(Saved data entries)
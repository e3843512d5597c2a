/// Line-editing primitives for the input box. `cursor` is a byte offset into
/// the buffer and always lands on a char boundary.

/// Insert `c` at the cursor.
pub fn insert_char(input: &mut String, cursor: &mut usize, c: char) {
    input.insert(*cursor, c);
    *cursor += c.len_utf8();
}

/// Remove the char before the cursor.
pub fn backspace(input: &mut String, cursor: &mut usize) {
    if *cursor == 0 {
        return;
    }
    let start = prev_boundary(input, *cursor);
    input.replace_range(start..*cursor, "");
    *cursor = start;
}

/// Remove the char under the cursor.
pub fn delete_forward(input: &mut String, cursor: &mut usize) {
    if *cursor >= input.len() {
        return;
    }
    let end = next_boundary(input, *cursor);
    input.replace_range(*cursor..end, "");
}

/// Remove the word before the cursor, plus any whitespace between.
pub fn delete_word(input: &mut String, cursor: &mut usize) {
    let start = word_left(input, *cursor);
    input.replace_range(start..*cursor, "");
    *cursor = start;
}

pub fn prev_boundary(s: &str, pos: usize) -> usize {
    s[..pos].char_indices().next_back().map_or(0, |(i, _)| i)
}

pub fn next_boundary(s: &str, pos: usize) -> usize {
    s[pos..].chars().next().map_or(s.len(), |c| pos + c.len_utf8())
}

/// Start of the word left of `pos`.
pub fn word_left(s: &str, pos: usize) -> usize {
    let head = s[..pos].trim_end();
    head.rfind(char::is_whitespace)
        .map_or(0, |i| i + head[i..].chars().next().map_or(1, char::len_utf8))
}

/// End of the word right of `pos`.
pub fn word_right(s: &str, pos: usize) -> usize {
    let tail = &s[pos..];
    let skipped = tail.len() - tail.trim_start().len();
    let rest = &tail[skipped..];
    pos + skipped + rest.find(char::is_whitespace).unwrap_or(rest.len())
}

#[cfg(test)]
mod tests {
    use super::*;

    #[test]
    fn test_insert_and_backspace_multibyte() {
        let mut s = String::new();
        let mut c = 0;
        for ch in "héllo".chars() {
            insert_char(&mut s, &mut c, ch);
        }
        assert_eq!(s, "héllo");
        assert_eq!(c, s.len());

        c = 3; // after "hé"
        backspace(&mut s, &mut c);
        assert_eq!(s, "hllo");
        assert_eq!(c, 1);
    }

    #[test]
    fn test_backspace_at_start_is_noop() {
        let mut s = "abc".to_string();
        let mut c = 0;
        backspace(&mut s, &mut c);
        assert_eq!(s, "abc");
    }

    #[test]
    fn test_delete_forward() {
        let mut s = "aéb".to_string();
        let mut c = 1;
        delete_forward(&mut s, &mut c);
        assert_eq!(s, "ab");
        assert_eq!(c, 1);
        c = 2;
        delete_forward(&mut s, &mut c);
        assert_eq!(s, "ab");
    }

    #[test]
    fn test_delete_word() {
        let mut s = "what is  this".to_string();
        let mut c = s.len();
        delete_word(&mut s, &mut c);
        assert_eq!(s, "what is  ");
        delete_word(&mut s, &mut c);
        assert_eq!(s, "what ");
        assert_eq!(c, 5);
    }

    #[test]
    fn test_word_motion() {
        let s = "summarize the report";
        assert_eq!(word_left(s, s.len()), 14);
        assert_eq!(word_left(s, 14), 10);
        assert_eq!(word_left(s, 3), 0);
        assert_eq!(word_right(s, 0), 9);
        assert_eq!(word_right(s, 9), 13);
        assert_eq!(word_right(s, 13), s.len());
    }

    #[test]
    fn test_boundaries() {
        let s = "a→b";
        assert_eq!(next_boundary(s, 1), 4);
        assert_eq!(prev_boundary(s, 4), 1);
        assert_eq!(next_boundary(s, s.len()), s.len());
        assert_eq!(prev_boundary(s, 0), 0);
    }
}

...

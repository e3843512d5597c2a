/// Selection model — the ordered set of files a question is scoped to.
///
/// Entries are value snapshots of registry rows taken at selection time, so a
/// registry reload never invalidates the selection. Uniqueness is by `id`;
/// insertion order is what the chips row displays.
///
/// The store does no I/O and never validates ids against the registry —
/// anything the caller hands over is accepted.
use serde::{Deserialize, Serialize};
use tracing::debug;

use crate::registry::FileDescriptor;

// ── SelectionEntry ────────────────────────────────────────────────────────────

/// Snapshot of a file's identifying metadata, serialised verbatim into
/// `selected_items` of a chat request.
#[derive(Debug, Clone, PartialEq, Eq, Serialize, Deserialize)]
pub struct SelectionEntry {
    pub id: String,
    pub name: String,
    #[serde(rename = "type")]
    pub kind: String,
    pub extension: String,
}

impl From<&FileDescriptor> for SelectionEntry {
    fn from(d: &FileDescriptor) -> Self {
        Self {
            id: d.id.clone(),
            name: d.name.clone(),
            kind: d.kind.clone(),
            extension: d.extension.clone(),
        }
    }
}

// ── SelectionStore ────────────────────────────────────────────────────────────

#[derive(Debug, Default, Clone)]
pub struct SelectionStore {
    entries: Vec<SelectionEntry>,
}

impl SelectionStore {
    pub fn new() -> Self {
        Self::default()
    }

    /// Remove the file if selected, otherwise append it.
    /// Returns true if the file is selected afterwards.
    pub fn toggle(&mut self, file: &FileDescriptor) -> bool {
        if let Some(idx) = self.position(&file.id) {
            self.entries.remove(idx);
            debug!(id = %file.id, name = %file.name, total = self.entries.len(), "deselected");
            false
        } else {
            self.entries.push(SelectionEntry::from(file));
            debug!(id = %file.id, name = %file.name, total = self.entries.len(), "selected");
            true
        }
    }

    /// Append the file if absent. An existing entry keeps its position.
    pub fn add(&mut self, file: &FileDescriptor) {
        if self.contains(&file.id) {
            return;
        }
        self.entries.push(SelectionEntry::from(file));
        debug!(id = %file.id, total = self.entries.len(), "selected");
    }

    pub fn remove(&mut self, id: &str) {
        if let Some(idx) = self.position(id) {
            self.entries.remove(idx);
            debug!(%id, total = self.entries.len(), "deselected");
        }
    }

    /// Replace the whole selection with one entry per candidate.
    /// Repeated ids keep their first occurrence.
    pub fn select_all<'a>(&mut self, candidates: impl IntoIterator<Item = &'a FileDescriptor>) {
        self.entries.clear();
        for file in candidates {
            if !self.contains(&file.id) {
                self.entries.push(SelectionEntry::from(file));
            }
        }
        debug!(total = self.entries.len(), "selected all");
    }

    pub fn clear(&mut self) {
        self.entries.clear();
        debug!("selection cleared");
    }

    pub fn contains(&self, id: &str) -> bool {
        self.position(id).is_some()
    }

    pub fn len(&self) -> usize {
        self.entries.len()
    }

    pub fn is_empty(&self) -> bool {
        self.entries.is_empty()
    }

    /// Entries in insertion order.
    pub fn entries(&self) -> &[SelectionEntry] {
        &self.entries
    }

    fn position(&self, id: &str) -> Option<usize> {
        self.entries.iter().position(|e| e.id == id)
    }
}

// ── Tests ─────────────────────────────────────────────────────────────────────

**Instructions for the task**.
Each line of the entries holding the string "position" should be found and copied.

**Solution to this exercise**.
        if let Some(idx) = self.position(&file.id) {
    /// Append the file if absent. An existing entry keeps its position.
        if let Some(idx) = self.position(id) {
        self.position(id).is_some()
    fn position(&self, id: &str) -> Option<usize> {
        self.entries.iter().position(|e| e.id == id)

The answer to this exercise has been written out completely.